The first answer given by mmccarthy solved the problem with the date. Once the three letter day code and space are trimmed off, Access happily sorts them in ascending order.

Should I abandon linking the table to an outside file and just re-import it when I want to run reports? At least that way I could force a format for a given column.
Jan 30 '07 #10

MMcCarthy
Expert Mod 10K+
P: 14,534
I think the problem is in the time. Try this and see what happens ...

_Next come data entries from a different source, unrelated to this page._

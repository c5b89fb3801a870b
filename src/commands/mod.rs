/*!
Command handlers for the CLI

This module provides the handlers invoked by the CLI entrypoint:

- `chat`     - Interactive chat loop
- `ask`      - One-shot question
- `sessions` - Session listing and management
- `render`   - Markdown to HTML

The chat and ask handlers build a [`Conversation`] over the configured
session store and the HTTP chat service, with a [`TerminalView`] on top.
*/

use crate::client::{ChatService, HttpChatClient};
use crate::config::Config;
use crate::conversation::Conversation;
use crate::error::{ChatError, Result};
use crate::session::SessionStore;
use crate::storage::open_backend;
use std::io::{BufRead, Write};
use std::sync::Arc;

use terminal_view::TerminalView;

pub mod render;
pub mod sessions;
pub mod special_commands;
pub mod terminal_view;

/// Open the session store selected by the configuration
pub fn open_store(config: &Config) -> Result<SessionStore> {
    let backend = open_backend(&config.storage)?;
    Ok(SessionStore::open(backend, config.storage.fallback_order))
}

/// Ask a yes/no question on stdin; anything but "y"/"yes" declines
pub fn prompt_confirm(prompt: &str) -> bool {
    print!("{} [y/N] ", prompt);
    if std::io::stdout().flush().is_err() {
        return false;
    }

    let mut answer = String::new();
    match std::io::stdin().lock().read_line(&mut answer) {
        Ok(_) => matches!(answer.trim().to_lowercase().as_str(), "y" | "yes"),
        Err(e) => {
            tracing::warn!("Failed to read confirmation: {}", e);
            false
        }
    }
}

fn build_conversation(
    config: &Config,
    store: SessionStore,
    view: Arc<TerminalView>,
) -> Result<Arc<Conversation>> {
    let service: Arc<dyn ChatService> = Arc::new(HttpChatClient::new(&config.api)?);
    Ok(Arc::new(Conversation::new(
        store,
        service,
        view,
        &config.chat,
    )))
}

// Interactive chat handler
pub mod chat {
    //! Interactive chat mode handler.
    //!
    //! Runs a readline loop: special commands act on the sessions or the
    //! view, everything else is sent to the assistant. Replies are revealed
    //! with the typing effect; Ctrl-C while typing skips to the end.

    use super::*;
    use crate::commands::sessions::print_session_table;
    use crate::commands::special_commands::{parse_special_command, print_help, SpecialCommand};
    use crate::commands::terminal_view::print_assistant_header;
    use crate::conversation::{ChatView, FeedbackOutcome, SendOutcome};
    use crate::session::DeleteOutcome;
    use crate::typing::{TypingEffect, TypingOutcome};
    use chrono::Utc;
    use colored::Colorize;
    use rustyline::error::ReadlineError;
    use rustyline::DefaultEditor;
    use tokio_util::sync::CancellationToken;

    /// Start interactive chat mode
    ///
    /// # Arguments
    ///
    /// * `config` - Global configuration (consumed)
    /// * `search` - Start with web search enabled
    /// * `session` - Resume this session instead of the most recent one
    /// * `new` - Start in a fresh session
    ///
    /// # Errors
    ///
    /// Returns error if the store or the HTTP client cannot be set up, or
    /// if `session` names an unknown session
    pub async fn run_chat(
        mut config: Config,
        search: bool,
        session: Option<String>,
        new: bool,
    ) -> Result<()> {
        tracing::info!("Starting interactive chat mode");

        if search {
            config.chat.search_enabled = true;
        }

        let store = open_store(&config)?;
        let view = Arc::new(TerminalView::new(false));
        let conversation = build_conversation(&config, store, Arc::clone(&view))?;
        let typing = TypingEffect::new(config.chat.typing_delay_ms);

        let mut rl = DefaultEditor::new()?;

        print_welcome_banner();

        if new {
            conversation.new_session();
            view.show_search_state(conversation.search_enabled());
        } else if let Some(id) = session {
            if !conversation.switch_session(&id) {
                return Err(ChatError::Command(format!("Unknown session: {}", id)).into());
            }
            view.show_search_state(conversation.search_enabled());
        } else {
            conversation.restore_view();
        }

        loop {
            let prompt = format_prompt(conversation.search_enabled());
            match rl.readline(&prompt) {
                Ok(line) => {
                    let trimmed = line.trim();
                    if trimmed.is_empty() {
                        continue;
                    }

                    rl.add_history_entry(trimmed)?;

                    let command = match parse_special_command(trimmed) {
                        Ok(command) => command,
                        Err(e) => {
                            eprintln!("{}", e.to_string().red());
                            continue;
                        }
                    };

                    match command {
                        SpecialCommand::NewSession => {
                            conversation.new_session();
                        }
                        SpecialCommand::ListSessions => {
                            print_session_table(&conversation.session_summaries(Utc::now()));
                        }
                        SpecialCommand::SwitchSession(id) => {
                            if !conversation.switch_session(&id) {
                                eprintln!("{}", format!("Unknown session: {}", id).red());
                            }
                        }
                        SpecialCommand::DeleteSession(id) => {
                            handle_delete(&conversation, id);
                        }
                        SpecialCommand::ClearSession => {
                            if conversation.clear_session(&prompt_confirm) {
                                println!("{}", "Conversation cleared.".green());
                            }
                        }
                        SpecialCommand::Search(None) => {
                            conversation.toggle_search();
                        }
                        SpecialCommand::Search(Some(enabled)) => {
                            conversation.set_search(enabled);
                        }
                        SpecialCommand::Rate { rating, message_id } => {
                            match message_id.or_else(|| view.last_message_id()) {
                                Some(id) => {
                                    let handle = conversation.spawn_feedback(id, rating);
                                    tokio::spawn(async move {
                                        match handle.await {
                                            Ok(FeedbackOutcome::AlreadyRated) => {
                                                println!("{}", "Already rated.".yellow())
                                            }
                                            Ok(FeedbackOutcome::UnknownMessage) => println!(
                                                "{}",
                                                "No such answer in this conversation.".yellow()
                                            ),
                                            Ok(_) => {}
                                            Err(e) => {
                                                tracing::error!("Feedback task failed: {}", e)
                                            }
                                        }
                                    });
                                }
                                None => println!("{}", "No answer to rate yet.".yellow()),
                            }
                        }
                        SpecialCommand::ShowStatus => {
                            print_status_display(&conversation);
                        }
                        SpecialCommand::Help => {
                            print_help();
                        }
                        SpecialCommand::Exit => break,
                        SpecialCommand::None => {
                            if let Err(e) =
                                send_and_reveal(&conversation, &view, &typing, trimmed).await
                            {
                                tracing::error!("Failed to display reply: {:#}", e);
                            }
                        }
                    }
                }
                Err(ReadlineError::Interrupted) => {
                    println!("CTRL-C");
                    break;
                }
                Err(ReadlineError::Eof) => {
                    println!("CTRL-D");
                    break;
                }
                Err(err) => {
                    tracing::error!("Readline error: {:?}", err);
                    break;
                }
            }
        }

        println!("Goodbye!");
        Ok(())
    }

    /// Send one message and reveal the reply with the typing effect
    async fn send_and_reveal(
        conversation: &Conversation,
        view: &TerminalView,
        typing: &TypingEffect,
        text: &str,
    ) -> Result<SendOutcome> {
        view.arm_typing();
        let outcome = conversation.send(text).await;
        let Some(pending) = view.take_pending() else {
            return Ok(outcome);
        };

        print_assistant_header();

        let token = CancellationToken::new();
        let watcher = {
            let token = token.clone();
            tokio::spawn(async move {
                if tokio::signal::ctrl_c().await.is_ok() {
                    token.cancel();
                }
            })
        };

        let mut stdout = std::io::stdout();
        let played = typing.play(&pending.body, &mut stdout, &token).await;
        watcher.abort();

        if played? == TypingOutcome::Skipped {
            tracing::debug!("Typing effect skipped for {}", pending.message_id);
        }
        println!();
        pending.print_footer();

        Ok(outcome)
    }

    fn handle_delete(conversation: &Conversation, id: Option<String>) {
        let Some(id) = id.or_else(|| conversation.active_session_id()) else {
            println!("{}", "No conversation to delete.".yellow());
            return;
        };

        match conversation.delete_session(&id, &prompt_confirm) {
            DeleteOutcome::Deleted { .. } => {
                println!("{}", format!("Deleted conversation {}", id).green());
            }
            DeleteOutcome::Declined => {}
            DeleteOutcome::NotFound => {
                eprintln!("{}", format!("Unknown session: {}", id).red());
            }
        }
    }

    /// Prompt showing whether web search is on
    pub(crate) fn format_prompt(search_enabled: bool) -> String {
        if search_enabled {
            format!("{} >> ", "[SEARCH]".green())
        } else {
            ">> ".to_string()
        }
    }

    fn print_welcome_banner() {
        println!("\n╔══════════════════════════════════════════════════════════════╗");
        println!("║             KFUPM Assistant Chat - Welcome!                  ║");
        println!("╚══════════════════════════════════════════════════════════════╝\n");
        println!("Type '/help' for available commands, 'exit' to quit\n");
    }

    /// Display the active session and search state (`/status`)
    fn print_status_display(conversation: &Conversation) {
        let (title, messages, total) = conversation.with_store(|store| {
            let active = store.active();
            (
                active.map(|s| s.title.clone()).unwrap_or_default(),
                active.map(|s| s.messages.len()).unwrap_or(0),
                store.len(),
            )
        });
        let search = if conversation.search_enabled() {
            "ON".green()
        } else {
            "OFF".yellow()
        };

        println!("\n╔══════════════════════════════════════════════════════════════╗");
        println!("║                    KFUPM Assistant Status                    ║");
        println!("╚══════════════════════════════════════════════════════════════╝\n");
        println!(
            "Session:           {} ({})",
            conversation.active_session_id().unwrap_or_default().cyan(),
            title
        );
        println!("Conversation Size: {} messages", messages);
        println!("Stored Sessions:   {}", total);
        println!("Web Search:        {}", search);
        println!();
    }

}

// One-shot question handler
pub mod ask {
    //! `ask` command handler: send one message and print the reply.

    use super::*;
    use crate::conversation::SendOutcome;

    /// Send `message` and print the answer
    ///
    /// The exchange is recorded in `session` (or the most recent session)
    /// exactly as in interactive mode.
    ///
    /// # Errors
    ///
    /// Returns error if the message is empty or too long, if `session` is
    /// unknown, or if the request fails
    pub async fn run_ask(
        mut config: Config,
        message: String,
        search: bool,
        session: Option<String>,
    ) -> Result<()> {
        if search {
            config.chat.search_enabled = true;
        }

        let mut store = open_store(&config)?;
        if let Some(id) = &session {
            if !store.switch_to(id) {
                return Err(ChatError::Command(format!("Unknown session: {}", id)).into());
            }
        }

        let view = Arc::new(TerminalView::new(false));
        let conversation = build_conversation(&config, store, Arc::clone(&view))?;

        view.arm_typing();
        let outcome = conversation.send(&message).await;
        let pending = view.take_pending();

        match outcome {
            SendOutcome::Replied { .. } => {
                if let Some(pending) = pending {
                    println!("{}", pending.body);
                    print!("{}", pending.sources);
                }
                Ok(())
            }
            SendOutcome::Rejected(reason) => Err(ChatError::Validation(reason).into()),
            SendOutcome::Ignored => {
                Err(ChatError::Validation("Message is empty".to_string()).into())
            }
            SendOutcome::Failed(reason) => {
                Err(ChatError::Command(format!("Request failed: {}", reason)).into())
            }
        }
    }
}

Expand|Select|Wrap|Line Numbers
  1. SELECT [User],Format(CDate(Right([Date],10)),'mm/dd/yyyy') AS StatsDate,
  2.        Format(CDate(Left([Time],8)),'HH:nn:ss') AS StatsTime,Status,Workstation
  3. FROM Stats
  4. ORDER BY CDate(Right([Date],10) & ' ' & CDate(Left([Time],8));
  5.  
Jan 31 '07 #11

NeoPa
Expert Mod 15k+
P: 31,304
If that doesn't work Austin, it'll be because the import routine is trimming the spaces from the text fields before interpreting them. In which case we are looking for something a little less simple than Left([Time],8) but we'll cross that bridge only if we come to it. We rely on you to tell us if that works or not.
Should I abandon linking the table to an outside file and just re-import it when I want to run reports? At least that way I could force a format for a given column.
No, I think this can (and will) work fine for you. It is merely a question of understanding precisely how Access behaves then handling precisely that situation. We're down to the wire now - only the simple stuff left.